Scraping Whisk’s GRPC-web API

Most recipe sites include metadata (json-ld, microdata, microformat, opengraph, etc.) for search engines that makes scraping recipes a straightfoward process of:

download HTML from URL
parse metadata from HTML

Whisk doesn’t include this metadata and more importantly, they don’t server side render their pages, instead relying on client side rendering.

In order to scrape a client side rendered site we could:

use a headless browser with Playwright, or
call the underlying API the site calls

Calling the API directly is more reliable and efficent, the only problem is Whisk uses a grpc-web API. This makes makes constructing and parsing API requests more difficult since we don’t have the protos available to generate the client code.

Copy as Curl

My first attempt was to copy as curl and copy as fetch the requests from the browser dev tools, but it didn’t work.

I think there might be a bug with the encode/decoding of the binary being sent back and forth, since the content-length was 2 bytes longer than the original request, but each request always ended up with a 503:

POST https://my.whisk.com/api/grpc-web/whisk.x.recipe.v1.RecipeAPI/GetRecipe 503

Grpc-web Client

My next attempt was to try and create some protos and generate a grpc-web client that would be compatible with Whisk’s API.

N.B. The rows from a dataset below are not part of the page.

//! Hash and Codec Primitives
//!
//! The small, stateless building blocks the rest of the crate leans on:
//! content hashing for blob addressing and base64url JSON framing for the
//! `x-cashu` payment quote.

use base64::engine::general_purpose::URL_SAFE_NO_PAD;
use base64::Engine;
use sha2::{Digest, Sha256};
use thiserror::Error;

use crate::types::PaymentQuote;

#[derive(Debug, Error)]
pub enum QuoteCodecError {
    #[error("base64 decode failed: {0}")]
    Base64(#[from] base64::DecodeError),
    #[error("json decode failed: {0}")]
    Json(#[from] serde_json::Error),
}

/// SHA-256 of arbitrary bytes, the content address for a blob.
pub fn sha256(bytes: &[u8]) -> [u8; 32] {
    let digest = Sha256::digest(bytes);
    let mut out = [0u8; 32];
    out.copy_from_slice(&digest);
    out
}

pub fn sha256_hex(bytes: &[u8]) -> String {
    hex::encode(sha256(bytes))
}

/// Encode a payment quote as the base64url JSON payload carried in the
/// `x-cashu` response header.
pub fn encode_quote(quote: &PaymentQuote) -> Result<String, QuoteCodecError> {
    let json = serde_json::to_vec(quote)?;
    Ok(URL_SAFE_NO_PAD.encode(json))
}

pub fn decode_quote(encoded: &str) -> Result<PaymentQuote, QuoteCodecError> {
    let json = URL_SAFE_NO_PAD.decode(encoded)?;
    Ok(serde_json::from_slice(&json)?)
}
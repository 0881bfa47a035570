//! Storage Error Types
//!
//! Shared across the SQLite-backed store. There is a single production
//! backend (`SqliteStore`); its `in_memory()` constructor doubles as the
//! test backend, so there is no separate storage trait to implement here —
//! just the error vocabulary every store method returns.

use thiserror::Error;

#[derive(Debug, Error)]
pub enum StorageError {
    #[error("record not found: {0}")]
    NotFound(String),

    #[error("duplicate record: {0}")]
    Duplicate(String),

    #[error("database error: {0}")]
    Database(String),

    #[error("invalid data: {0}")]
    InvalidData(String),

    #[error("connection error: {0}")]
    Connection(String),
}

pub type StorageResult<T> = Result<T, StorageError>;
//! Shared Types Module
//!
//! Data types shared across the blossom-cashu backend: the persisted
//! domain records (blobs, pubkey versions, proofs) and the wire types
//! exchanged with clients (blob descriptors, payment quotes).

pub mod blob;
pub mod proof;
pub mod quote;

pub use blob::{Blob, BlobDescriptor};
pub use proof::{KeysetCounter, LockedProof, PubkeyVersion, SwappedProof, TrustedMint};
pub use quote::{PaymentQuote, Unit};
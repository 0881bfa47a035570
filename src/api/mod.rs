//! API Layer Module
//!
//! HTTP server, routes, and request-pipeline handlers for the paid blob
//! server: `PUT /upload`, `GET /:sha`, `HEAD /upload`, `HEAD /:sha`.

pub mod handlers;
pub mod middleware;
pub mod server;
pub mod state;

pub use middleware::{RateLimiter, RateLimitState, ValidationError};
pub use server::{build_state, create_router, start_server};
pub use state::{AppState, SharedAppState};
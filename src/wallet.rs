//! HD Wallet / Key Manager
//!
//! Derives the server's locking pubkey along the fixed hardened path
//! `m/129372'/version'` from a BIP39 mnemonic, rotating to a new version on
//! a timer. Also owns the in-memory Bloom filter used as a fast-path
//! negative cache against replayed proof nullifiers.

use std::sync::RwLock as StdRwLock;

use bip39::Mnemonic;
use bitcoin::bip32::{ChildNumber, DerivationPath, Xpriv};
use bitcoin::Network;
use bloomfilter::Bloom;
use secp256k1::{All, PublicKey, Secp256k1, SecretKey};
use thiserror::Error;
use tokio::sync::RwLock;

use crate::storage::sqlite::{self, SqliteStore};
use crate::storage::StorageError;
use crate::types::PubkeyVersion;

/// Fixed BIP32 purpose index this server's locking keys are derived under.
const DERIVATION_PURPOSE: u32 = 129_372;

/// Pubkey versions occupy the low end of the purpose's child index space;
/// swap-output key material is derived from the high end so the two never
/// collide.
const OUTPUT_DERIVATION_BASE: u64 = 0x7000_0000;

/// Expected load for the duplicate-nullifier Bloom filter.
const BLOOM_CAPACITY: usize = 1_000_000;
const BLOOM_FALSE_POSITIVE_RATE: f64 = 0.01;

#[derive(Debug, Error)]
pub enum WalletError {
    #[error("invalid mnemonic: {0}")]
    InvalidMnemonic(String),
    #[error("master key derivation failed: {0}")]
    MasterKey(String),
    #[error("key derivation failed: {0}")]
    Derivation(String),
    #[error("store error: {0}")]
    Store(#[from] StorageError),
    #[error("no active pubkey version cached yet")]
    NoActiveVersion,
}

struct WalletCache {
    version: u64,
    expiration: i64,
    pubkey_hex: String,
}

pub struct Wallet {
    secp: Secp256k1<All>,
    master: Xpriv,
    cache: RwLock<WalletCache>,
    duplicate_filter: StdRwLock<Bloom<str>>,
}

impl Wallet {
    /// Derive the master key from `mnemonic`, ensure an active pubkey
    /// version exists (rotating one into being if the store is empty), and
    /// warm the duplicate-nullifier Bloom filter from unredeemed proofs.
    pub async fn init(
        mnemonic: &str,
        store: &SqliteStore,
        rotation_period_secs: i64,
        now: i64,
    ) -> Result<Self, WalletError> {
        let mnemonic = Mnemonic::parse(mnemonic).map_err(|e| WalletError::InvalidMnemonic(e.to_string()))?;
        let seed = mnemonic.to_seed("");
        let secp = Secp256k1::new();
        let master = Xpriv::new_master(Network::Bitcoin, &seed)
            .map_err(|e| WalletError::MasterKey(e.to_string()))?;

        let active = store
            .transaction(move |tx| {
                if let Some(active) = sqlite::get_active_pubkey_version(tx)? {
                    Ok(active)
                } else {
                    sqlite::rotate_pubkey(tx, now + rotation_period_secs)
                }
            })
            .await?;

        let privkey = derive_privkey(&secp, &master, active.version)?;
        let pubkey_hex = hex_pubkey(&secp, &privkey);

        let unredeemed = store
            .transaction(sqlite::get_unredeemed_locked_proofs)
            .await?;
        let mut filter = Bloom::new_for_fp_rate(BLOOM_CAPACITY, BLOOM_FALSE_POSITIVE_RATE);
        for proof in &unredeemed {
            filter.set(proof.c.as_str());
        }

        Ok(Self {
            secp,
            master,
            cache: RwLock::new(WalletCache {
                version: active.version,
                expiration: active.expiration,
                pubkey_hex,
            }),
            duplicate_filter: StdRwLock::new(filter),
        })
    }

    pub async fn active_pubkey(&self) -> String {
        self.cache.read().await.pubkey_hex.clone()
    }

    pub async fn active_version(&self) -> u64 {
        self.cache.read().await.version
    }

    pub async fn active_expiration(&self) -> i64 {
        self.cache.read().await.expiration
    }

    /// Pure derivation: the locking privkey for a given pubkey version.
    pub fn derive(&self, version: u64) -> Result<SecretKey, WalletError> {
        derive_privkey(&self.secp, &self.master, version)
    }

    /// Deterministic `(secret, blinding factor)` key material for the
    /// `counter`-th swap output this wallet has ever produced. Two
    /// independent hardened children so recovering one never leaks the
    /// other.
    pub fn derive_output_keys(&self, counter: u64) -> Result<(SecretKey, SecretKey), WalletError> {
        let secret_key = derive_privkey(&self.secp, &self.master, OUTPUT_DERIVATION_BASE + counter * 2)?;
        let blinding_key =
            derive_privkey(&self.secp, &self.master, OUTPUT_DERIVATION_BASE + counter * 2 + 1)?;
        Ok((secret_key, blinding_key))
    }

    /// Flip the active row and insert the next version inside the caller's
    /// transaction. Does not touch the in-memory cache — call
    /// [`Wallet::apply_rotation`] only after the caller's transaction
    /// commits.
    pub fn rotate(
        &self,
        tx: &rusqlite::Transaction<'_>,
        expiration: i64,
    ) -> Result<PubkeyVersion, WalletError> {
        Ok(sqlite::rotate_pubkey(tx, expiration)?)
    }

    /// Update the cached `(version, pubkey)` after a rotation's transaction
    /// has committed successfully.
    pub async fn apply_rotation(&self, version: &PubkeyVersion) -> Result<(), WalletError> {
        let privkey = self.derive(version.version)?;
        let pubkey_hex = hex_pubkey(&self.secp, &privkey);
        let mut cache = self.cache.write().await;
        cache.version = version.version;
        cache.expiration = version.expiration;
        cache.pubkey_hex = pubkey_hex;
        Ok(())
    }

    /// Snapshot of the current cache, to restore on a failed rotation.
    pub async fn snapshot(&self) -> (u64, i64, String) {
        let cache = self.cache.read().await;
        (cache.version, cache.expiration, cache.pubkey_hex.clone())
    }

    pub async fn restore(&self, version: u64, expiration: i64, pubkey_hex: String) {
        let mut cache = self.cache.write().await;
        cache.version = version;
        cache.expiration = expiration;
        cache.pubkey_hex = pubkey_hex;
    }

    /// Fast-path check: has this nullifier possibly been seen before? A
    /// `false` means definitely not; a `true` means "maybe", and the caller
    /// must confirm against the store.
    pub fn maybe_seen(&self, c: &str) -> bool {
        self.duplicate_filter.read().unwrap().check(c)
    }

    /// Record a nullifier in the filter. Never undone, even if the
    /// enclosing transaction rolls back (see SPEC_FULL.md §9).
    pub fn mark_seen(&self, c: &str) {
        self.duplicate_filter.write().unwrap().set(c);
    }
}

fn derive_privkey(
    secp: &Secp256k1<All>,
    master: &Xpriv,
    version: u64,
) -> Result<SecretKey, WalletError> {
    let version_index: u32 = version
        .try_into()
        .map_err(|_| WalletError::Derivation("pubkey version overflowed u32".into()))?;
    let path = DerivationPath::from(vec![
        ChildNumber::from_hardened_idx(DERIVATION_PURPOSE)
            .map_err(|e| WalletError::Derivation(e.to_string()))?,
        ChildNumber::from_hardened_idx(version_index)
            .map_err(|e| WalletError::Derivation(e.to_string()))?,
    ]);
    let derived = master
        .derive_priv(secp, &path)
        .map_err(|e| WalletError::Derivation(e.to_string()))?;
    Ok(derived.private_key)
}

fn hex_pubkey(secp: &Secp256k1<All>, privkey: &SecretKey) -> String {
    hex::encode(PublicKey::from_secret_key(secp, privkey).serialize())
}

#[cfg(test)]
mod tests {
    use super::*;

    const TEST_MNEMONIC: &str =
        "abandon abandon abandon abandon abandon abandon abandon abandon abandon abandon abandon about";

    #[tokio::test]
    async fn init_rotates_an_initial_version_when_store_is_empty() {
        let store = SqliteStore::in_memory().unwrap();
        let wallet = Wallet::init(TEST_MNEMONIC, &store, 3600, 1_700_000_000)
            .await
            .unwrap();

        assert_eq!(wallet.active_version().await, 1);
        assert_eq!(wallet.active_pubkey().await.len(), 66);
    }

    #[tokio::test]
    async fn derive_is_pure_and_deterministic() {
        let store = SqliteStore::in_memory().unwrap();
        let wallet = Wallet::init(TEST_MNEMONIC, &store, 3600, 1_700_000_000)
            .await
            .unwrap();

        let a = wallet.derive(1).unwrap();
        let b = wallet.derive(1).unwrap();
        assert_eq!(a.secret_bytes(), b.secret_bytes());

        let c = wallet.derive(2).unwrap();
        assert_ne!(a.secret_bytes(), c.secret_bytes());
    }

    #[tokio::test]
    async fn output_keys_are_deterministic_and_distinct_per_counter() {
        let store = SqliteStore::in_memory().unwrap();
        let wallet = Wallet::init(TEST_MNEMONIC, &store, 3600, 1_700_000_000)
            .await
            .unwrap();

        let (s1, r1) = wallet.derive_output_keys(0).unwrap();
        let (s1_again, r1_again) = wallet.derive_output_keys(0).unwrap();
        assert_eq!(s1.secret_bytes(), s1_again.secret_bytes());
        assert_eq!(r1.secret_bytes(), r1_again.secret_bytes());

        let (s2, r2) = wallet.derive_output_keys(1).unwrap();
        assert_ne!(s1.secret_bytes(), s2.secret_bytes());
        assert_ne!(r1.secret_bytes(), r2.secret_bytes());
    }

    #[tokio::test]
    async fn duplicate_filter_flags_previously_marked_nullifiers() {
        let store = SqliteStore::in_memory().unwrap();
        let wallet = Wallet::init(TEST_MNEMONIC, &store, 3600, 1_700_000_000)
            .await
            .unwrap();

        assert!(!wallet.maybe_seen("02aa"));
        wallet.mark_seen("02aa");
        assert!(wallet.maybe_seen("02aa"));
    }
}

I could sort of decipher the shape of the GRPC body from the binary API response and while I found some docs on decoding arbitrary protobuf binaries, I couldn’t find anything that worked with grpc-web.

After generating a basic proto rpc I quickly realized the generated code didn’t match up with the JS that Whisk was using in their site.

I turned to Sourcegraph and threw in some of the generated code in Whisk’s static files hoping someone else had created an API client and found Whisk’s own GRPC-web implementation on my first search.

After comparing their example protos and generated code, I could pretty easily reverse engineer their API’s proto definitions from their site’s compiled JS.

After some minor changes to their GRPC library, to make it Node.js friendly, I got a working client running:

+ node build/main.js
{
  "id": "10767297e7b43aa4fb88612fc1be6929c85",
  "name": "Chicken Tikka Sandwich with Mint Raita",
  "ingredients": [
    {
      "text": "250g chicken breast",
      "id": "0",
      "group": ""
    },
  // ...
}

which is available at github.com/sbdchd/whisk-client.

Conclusion

GRPC-web is more complicated than your standard JSON API, but reverse engineering the protos is doable.